The operation fell at the first hurdle. Acronis True Image will create a ‘recovery’ USB stick from which the PC boots. This contains a small Linux distribution (Acronis Linux) and a GUI for managing the recovery operation. My backups are on a network drive, which happens to be an Apple Time Capsule. Would the Acronis recovery system connect to the Time Capsule? Would it ever. I couldn’t even persuade it to ask for the username and password, though it could see the Time Capsule on the network.

In Acronis Linux, pressing ctrl-alt-F2 in time-honoured fashion brings up a command line. Yay! Power! A bit of digging reveals a command called asamba which can connect to SMB shares. Using that, I could connect to the Time Capsule absolutely fine and mount it to the local filesystem. So why couldn’t the GUI do it? Annoying.

My next trick was to copy the backup from the Time Capsule to a USB hard drive using another Linux PC. It took a while for the several hundred gigabytes, but it got there. Acronis recovery will read USB drives, so the next step should be easy, right? No. My USB drive happened to be formatted ext4. Though Acronis Linux is perfectly capable of mounting ext4 filesystems, the recovery GUI only acknowledges the presence of FAT and NTFS discs. Aargh!

The solution was to mount the USB drive on my Linux PC, then share it using Samba. Acronis recovery found and let me log on to the Samba share, and could thus see the drive and backups.

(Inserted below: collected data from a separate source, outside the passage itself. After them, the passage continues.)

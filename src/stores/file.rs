//! Counter persisted to a file with atomic replace on write.
//!
//! Each increment reads the persisted value while holding an exclusive
//! in-process lock, computes the new value, writes it to a temporary file,
//! flushes it to disk and atomically renames it over the target. A reader -
//! or a process restarted after a crash - never observes a partially written
//! value: the rename either happened (new value) or did not (prior value
//! intact, the temporary file is ignored and overwritten by the next write).
//!
//! The lock is in-process only, so this backend is single-writer-process:
//! two processes incrementing the same file will lose updates to each other.

use std::fs::{self, File};
use std::io::Write;
use std::path::{Path, PathBuf};
use std::sync::{Mutex, MutexGuard, PoisonError};

use crate::error::{CounterError, Result};
use crate::stores::CounterStore;

/// File-backed counter, single-writer-process.
#[derive(Debug)]
pub struct FileStore {
    path: PathBuf,
    lock: Mutex<()>,
}

impl FileStore {
    /// Creates a store persisting to `path`. The file itself is created by
    /// [`initialize`](CounterStore::initialize) or the first increment.
    pub fn new(path: impl Into<PathBuf>) -> Self {
        FileStore {
            path: path.into(),
            lock: Mutex::new(()),
        }
    }

    /// The file this store persists to.
    pub fn path(&self) -> &Path {
        &self.path
    }

    fn guard(&self) -> MutexGuard<'_, ()> {
        self.lock.lock().unwrap_or_else(PoisonError::into_inner)
    }

    fn temp_path(&self) -> PathBuf {
        let mut name = self.path.as_os_str().to_os_string();
        name.push(".tmp");
        PathBuf::from(name)
    }

    /// Creates the file holding `0` if it does not exist yet.
    /// Caller must hold the lock.
    fn ensure_file_exists(&self) -> Result<()> {
        if !self.path.exists() {
            self.write_value(0)?;
        }
        Ok(())
    }

    /// Caller must hold the lock.
    fn read_value(&self) -> Result<u64> {
        let raw = fs::read_to_string(&self.path)?;
        raw.trim()
            .parse()
            .map_err(|_| CounterError::Corrupt(format!("{}: {raw:?}", self.path.display())))
    }

    /// Writes `value` via temp file, fsync and atomic rename.
    /// Caller must hold the lock.
    fn write_value(&self, value: u64) -> Result<()> {
        let temp = self.temp_path();
        let mut file = File::create(&temp)?;
        file.write_all(value.to_string().as_bytes())?;
        file.sync_all()?;
        drop(file);
        fs::rename(&temp, &self.path)?;
        Ok(())
    }
}

impl CounterStore for FileStore {
    /// Creates the counter file holding `0` if absent; an existing value is
    /// left untouched.
    fn initialize(&self) -> Result<()> {
        let _guard = self.guard();
        self.ensure_file_exists()
    }

    fn increment(&self) -> Result<u64> {
        let _guard = self.guard();
        self.ensure_file_exists()?;
        let count = self.read_value()? + 1;
        self.write_value(count)?;
        Ok(count)
    }

    fn get_count(&self) -> Result<u64> {
        let _guard = self.guard();
        self.ensure_file_exists()?;
        self.read_value()
    }

    /// Nothing held open between operations.
    fn close(&self) -> Result<()> {
        Ok(())
    }
}

#[cfg(test)]
mod tests {
    use super::*;
    use std::sync::Arc;
    use std::thread;

    fn store_in(dir: &tempfile::TempDir) -> FileStore {
        FileStore::new(dir.path().join("counter.txt"))
    }

    #[test]
    fn test_initialize_creates_zero_file() {
        let dir = tempfile::tempdir().unwrap();
        let store = store_in(&dir);
        store.initialize().unwrap();
        assert_eq!(fs::read_to_string(store.path()).unwrap(), "0");
        assert_eq!(store.get_count().unwrap(), 0);
    }

    #[test]
    fn test_initialize_preserves_existing_value() {
        let dir = tempfile::tempdir().unwrap();
        let store = store_in(&dir);
        store.increment().unwrap();
        store.increment().unwrap();
        store.initialize().unwrap();
        assert_eq!(store.get_count().unwrap(), 2);
    }

    #[test]
    fn test_increment_persists_across_instances() {
        let dir = tempfile::tempdir().unwrap();
        let path = dir.path().join("counter.txt");
        {
            let store = FileStore::new(&path);
            assert_eq!(store.increment().unwrap(), 1);
            assert_eq!(store.increment().unwrap(), 2);
        }
        let reopened = FileStore::new(&path);
        assert_eq!(reopened.get_count().unwrap(), 2);
    }

    #[test]
    fn test_concurrent_increments_are_exact() {
        let dir = tempfile::tempdir().unwrap();
        let store = Arc::new(store_in(&dir));
        let mut handles = vec![];
        for _ in 0..4 {
            let store = Arc::clone(&store);
            handles.push(thread::spawn(move || {
                for _ in 0..50 {
                    store.increment().unwrap();
                }
            }));
        }
        for handle in handles {
            handle.join().unwrap();
        }
        assert_eq!(store.get_count().unwrap(), 200);
    }

    #[test]
    fn test_interrupted_write_leaves_prior_value_intact() {
        let dir = tempfile::tempdir().unwrap();
        let store = store_in(&dir);
        store.increment().unwrap();
        store.increment().unwrap();

        // A crash after the temp write but before the rename leaves a stray
        // temp file; the target must still hold the last complete value.
        fs::write(store.temp_path(), "partial garb").unwrap();
        assert_eq!(store.get_count().unwrap(), 2);

        // The next increment simply overwrites the stray temp file.
        assert_eq!(store.increment().unwrap(), 3);
        assert_eq!(store.get_count().unwrap(), 3);
    }

    #[test]
    fn test_corrupt_file_reported() {
        let dir = tempfile::tempdir().unwrap();
        let store = store_in(&dir);
        fs::write(store.path(), "not a number").unwrap();
        assert!(matches!(
            store.get_count(),
            Err(CounterError::Corrupt(_))
        ));
    }
}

Changing the partition sizes was the next problem. The GUI only allows you to shrink partitions or to grow them in to free space. My disk didn’t have any free space. It was all partitioned and in use. I thought that shrinking the data partition would create free space that the operating system partition could grow in to, but I was caught out by the presence of a 500MB ‘recovery’ partition which Windows had sneaked in between the two. I don’t know what it’s for but I didn’t feel like taking the risk of destroying it. There are no tools in the Acronis GUI for deleting partitions and starting again, so I was stuck.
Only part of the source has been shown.